Je prends de nouveau un taxi depuis mon hôtel. Après avoir retraverser la ville, en passant devant la place Tiananmen et les quelques hôtels de luxe, mon chauffeur me dépose sur une voie latérale. Il me réclame 26 yuans pour la course, normal. Je paye avec un billet de 100 et il met un certain temps avant de me rendre la monnaie complète… Me voilà à Silk Market (Marché de la soie), un bloc carré de quatre étage avec en effet de nombreux occidentaux dans les parages contrairement aux autres centres commerciales que j’ai pu traverser durant mon séjour.

Je traverse la rue en passant un tunnel. Je me rends compte que le fameux marché commence déjà dans les sous-terrain. Des mini-espaces de vente sont aménagés en deux couloirs. Un(e) vendeur(euse) qui s’occupe de un ou plusieurs espace de vente. Lecteur MP3, sac de voyage, sac-à-main, lunettes de soleil, vêtements de sport ou de ville, clubs de golf, téléphone, vous trouverez de tout dans ce “centre de commerce”, tous des “faux”.
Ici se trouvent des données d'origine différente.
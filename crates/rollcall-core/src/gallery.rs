//! Gallery bootstrap from a directory of labeled face images.
//!
//! File stem = identity label. Every directory entry is attempted; files
//! that fail to decode or yield no detectable face are skipped with a
//! warning rather than aborting the whole load.

use crate::extractor::FeatureExtractor;
use crate::types::GalleryEntry;
use std::path::{Path, PathBuf};
use thiserror::Error;

#[derive(Error, Debug)]
pub enum GalleryError {
    #[error("cannot read gallery directory {path}: {source}")]
    ReadDir {
        path: PathBuf,
        source: std::io::Error,
    },
    #[error("no usable faces in {0} — add images whose file stem is the identity label")]
    NoUsableFaces(PathBuf),
}

/// Build the gallery from a directory of labeled images.
///
/// Entries come back ordered by file name so match tie-breaking is
/// deterministic across runs. Duplicate stems keep the first file.
/// Zero usable entries is fatal: matching against an empty gallery would
/// just report every face as unknown forever.
pub fn load_gallery(
    dir: &Path,
    extractor: &FeatureExtractor,
) -> Result<Vec<GalleryEntry>, GalleryError> {
    let read_dir = std::fs::read_dir(dir).map_err(|e| GalleryError::ReadDir {
        path: dir.to_path_buf(),
        source: e,
    })?;

    let mut paths: Vec<PathBuf> = read_dir
        .filter_map(|entry| entry.ok())
        .map(|entry| entry.path())
        .filter(|path| path.is_file())
        .collect();
    paths.sort();

    let mut entries: Vec<GalleryEntry> = Vec::new();

    for path in paths {
        let Some(label) = path.file_stem().and_then(|s| s.to_str()).map(str::to_owned)
        else {
            tracing::warn!(path = %path.display(), "skipping file with unusable name");
            continue;
        };

        if entries.iter().any(|e| e.label == label) {
            tracing::warn!(label = %label, path = %path.display(), "duplicate label, keeping first file");
            continue;
        }

        let image = match image::open(&path) {
            Ok(image) => image,
            Err(e) => {
                tracing::warn!(path = %path.display(), error = %e, "skipping unreadable image");
                continue;
            }
        };

        match extractor.extract_image(&image) {
            Some(descriptor) => {
                tracing::debug!(label = %label, "gallery entry loaded");
                entries.push(GalleryEntry { label, descriptor });
            }
            None => {
                tracing::warn!(label = %label, path = %path.display(), "no detectable face, skipping");
            }
        }
    }

    if entries.is_empty() {
        return Err(GalleryError::NoUsableFaces(dir.to_path_buf()));
    }

    tracing::info!(entries = entries.len(), dir = %dir.display(), "gallery loaded");
    Ok(entries)
}

#[cfg(test)]
mod tests {
    use super::*;
    use crate::locator::FaceLocator;
    use crate::types::FaceBounds;

    struct WholeRegionLocator;

    impl FaceLocator for WholeRegionLocator {
        fn locate(&self, _gray: &[u8], width: u32, height: u32) -> Vec<FaceBounds> {
            vec![FaceBounds {
                x: 0.0,
                y: 0.0,
                width: width as f32,
                height: height as f32,
                confidence: 1.0,
            }]
        }
    }

    struct NoFaceLocator;

    impl FaceLocator for NoFaceLocator {
        fn locate(&self, _gray: &[u8], _width: u32, _height: u32) -> Vec<FaceBounds> {
            Vec::new()
        }
    }

    fn whole_region_extractor() -> FeatureExtractor {
        FeatureExtractor::new(Box::new(WholeRegionLocator))
    }

    fn save_uniform(path: &Path, value: u8) {
        let img = image::GrayImage::from_pixel(32, 32, image::Luma([value]));
        img.save(path).unwrap();
    }

    #[test]
    fn test_load_gallery_sorted_by_file_name() {
        let dir = tempfile::tempdir().unwrap();
        save_uniform(&dir.path().join("zoe.png"), 10);
        save_uniform(&dir.path().join("ana.png"), 200);

        let entries = load_gallery(dir.path(), &whole_region_extractor()).unwrap();
        let labels: Vec<&str> = entries.iter().map(|e| e.label.as_str()).collect();
        assert_eq!(labels, vec!["ana", "zoe"]);
    }

    #[test]
    fn test_load_gallery_skips_unreadable_file() {
        let dir = tempfile::tempdir().unwrap();
        std::fs::write(dir.path().join("junk.png"), b"not an image").unwrap();
        save_uniform(&dir.path().join("ana.png"), 120);

        let entries = load_gallery(dir.path(), &whole_region_extractor()).unwrap();
        assert_eq!(entries.len(), 1);
        assert_eq!(entries[0].label, "ana");
    }

    #[test]
    fn test_load_gallery_duplicate_stem_keeps_first() {
        let dir = tempfile::tempdir().unwrap();
        // bob.bmp sorts before bob.png; both are lossless formats.
        save_uniform(&dir.path().join("bob.bmp"), 10);
        save_uniform(&dir.path().join("bob.png"), 240);

        let entries = load_gallery(dir.path(), &whole_region_extractor()).unwrap();
        assert_eq!(entries.len(), 1);
        // All mass in bin 10 proves the first file won.
        assert!((entries[0].descriptor.values()[10] - 1.0).abs() < 1e-6);
    }

    #[test]
    fn test_load_gallery_empty_dir_errors() {
        let dir = tempfile::tempdir().unwrap();
        let err = load_gallery(dir.path(), &whole_region_extractor()).unwrap_err();
        assert!(matches!(err, GalleryError::NoUsableFaces(_)));
    }

    #[test]
    fn test_load_gallery_missing_dir_errors() {
        let dir = tempfile::tempdir().unwrap();
        let missing = dir.path().join("missing");
        let err = load_gallery(&missing, &whole_region_extractor()).unwrap_err();
        assert!(matches!(err, GalleryError::ReadDir { .. }));
    }

    #[test]
    fn test_load_gallery_no_detectable_faces_errors() {
        let dir = tempfile::tempdir().unwrap();
        save_uniform(&dir.path().join("ana.png"), 120);

        let extractor = FeatureExtractor::new(Box::new(NoFaceLocator));
        let err = load_gallery(dir.path(), &extractor).unwrap_err();
        assert!(matches!(err, GalleryError::NoUsableFaces(_)));
    }
}
//! Guard descriptors: kind, accessor path, and captured parameters.
//!
//! A descriptor is the tracer's record of one runtime precondition. It is
//! immutable once constructed; construction is where conditions that can
//! never be satisfied (a TYPE_MATCH on a type with no stable qualified
//! name) are rejected, so they fail before any save is attempted.

use std::fmt;
use std::sync::Arc;

use serde::{Deserialize, Serialize};

use marten_value::{DispatchKeySet, TensorMeta, TransformKind, TypeObject};

use crate::error::ConstructionError;

/// Closed set of guard kinds.
#[derive(Debug, Clone, Copy, PartialEq, Eq, Hash, Serialize, Deserialize)]
pub enum GuardKind {
    /// Tensor metadata equality
    TensorMatch,
    /// Class identity, recovered by qualified name
    TypeMatch,
    /// Attribute absent from an instance dict
    NotPresentInGenericDict,
    /// Attribute presence matches a captured bool
    HasAttr,
    /// Key membership in a mapping
    DictContains,
    /// Exact ordered key sequence of a dict
    DictKeysMatch,
    /// Exact ordered key sequence of a mapping view
    MappingKeysCheck,
    /// Boolean literal identity
    BoolMatch,
    /// Identity to none
    NoneMatch,
    /// Dispatch key set equality
    DispatchKeySetMatch,
    /// Callable name field equality
    NameMatch,
    /// Ambient forward-AD dual level
    DualLevel,
    /// Ambient transform stack shape
    FunctorchStackMatch,
    /// Raw object identity (runtime only)
    IdMatch,
    /// Dict mutation counter (runtime only)
    DictVersion,
    /// Aliasing between two inputs (runtime only)
    DuplicateInput,
    /// Weak reference liveness (runtime only)
    WeakrefAlive,
}

/// Whether a guard kind may cross a save/load boundary.
#[derive(Debug, Clone, Copy, PartialEq, Eq)]
pub enum Serializability {
    /// Always encodable from stable data
    Always,
    /// Encodable only when a side condition holds (checked at construction)
    Conditional,
    /// Depends on transient runtime identity; never encodable
    Never,
}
Ma première impression est un étonnement de pouvoir trouver et acheter ces copies si facilement. Voilà plusieurs années que je suis l’actualité chinoise de près, et le problème de la contrefaçon est un problème qui revient souvent. Les autorités chinoises promettent de lutter de plus en plus sévèrement pour préserver les intérêts des marques. Mais sur le plan pratique, en plein centre de Pékin, sur le bord de l’artère la plus importante de la ville, c’est un bloc entier qui a pignon sur rue et où tout n’est que violation des droits de propriété intellectuel.

À peine je passe devant un espace que je suis accosté par une vendeuse. Dans un anglais passable, elle attaque son client, moi. La moindre chose que je regarde, elle essaie de me le vendre et commence directement les négociations. Désignant le prix indiqué 450 yuans (+/- 45 euros) d’un pull d’une célèbre marque au logo d’un joueur de polo, elle me complimente, et prétextant qu’elle me trouve sympa, réduit le prix directement à 350 yuans. Ca me fait sourire. Elle ne nie pas que c’est une copie. Je regarde le pull pour voir la qualité. Erreur. Mon intérêt pour voir la qualité du biens est interprété comme un intérêt d’achat. De toutes évidence c’est une copie, mais l’ensemble à l’air d’une qualité correcte… Je me dit : “aller, pour l’expérience, voyons jusqu’où je peux descendre le prix” et je me dit que je suis prêt à être beau joueur et à acheter si elle accepte un prix que je donne.

Les négociations commencent. Je montre mon intérêt pour un autre pull en “cashmere”. Cela rend les discussions plus intéressantes. Et le prix pour les deux pull devient déjà moins cher que le prix pour une seule pièce. Après de longues négociations, la vendeuse perd un peu patience, s’éloigne mais pour mieux revenir à la charge. Finalement, je m’en suis sorti pour 250 yuans pour les deux pulls. À la fois satisfait, je me dit que j’aurais certainement pu l’avoir moins cher si je n’avais pas dit “250” (les prix ne sont pas prononcés mais écrits sur une calculatrice). Mais c’était amusant.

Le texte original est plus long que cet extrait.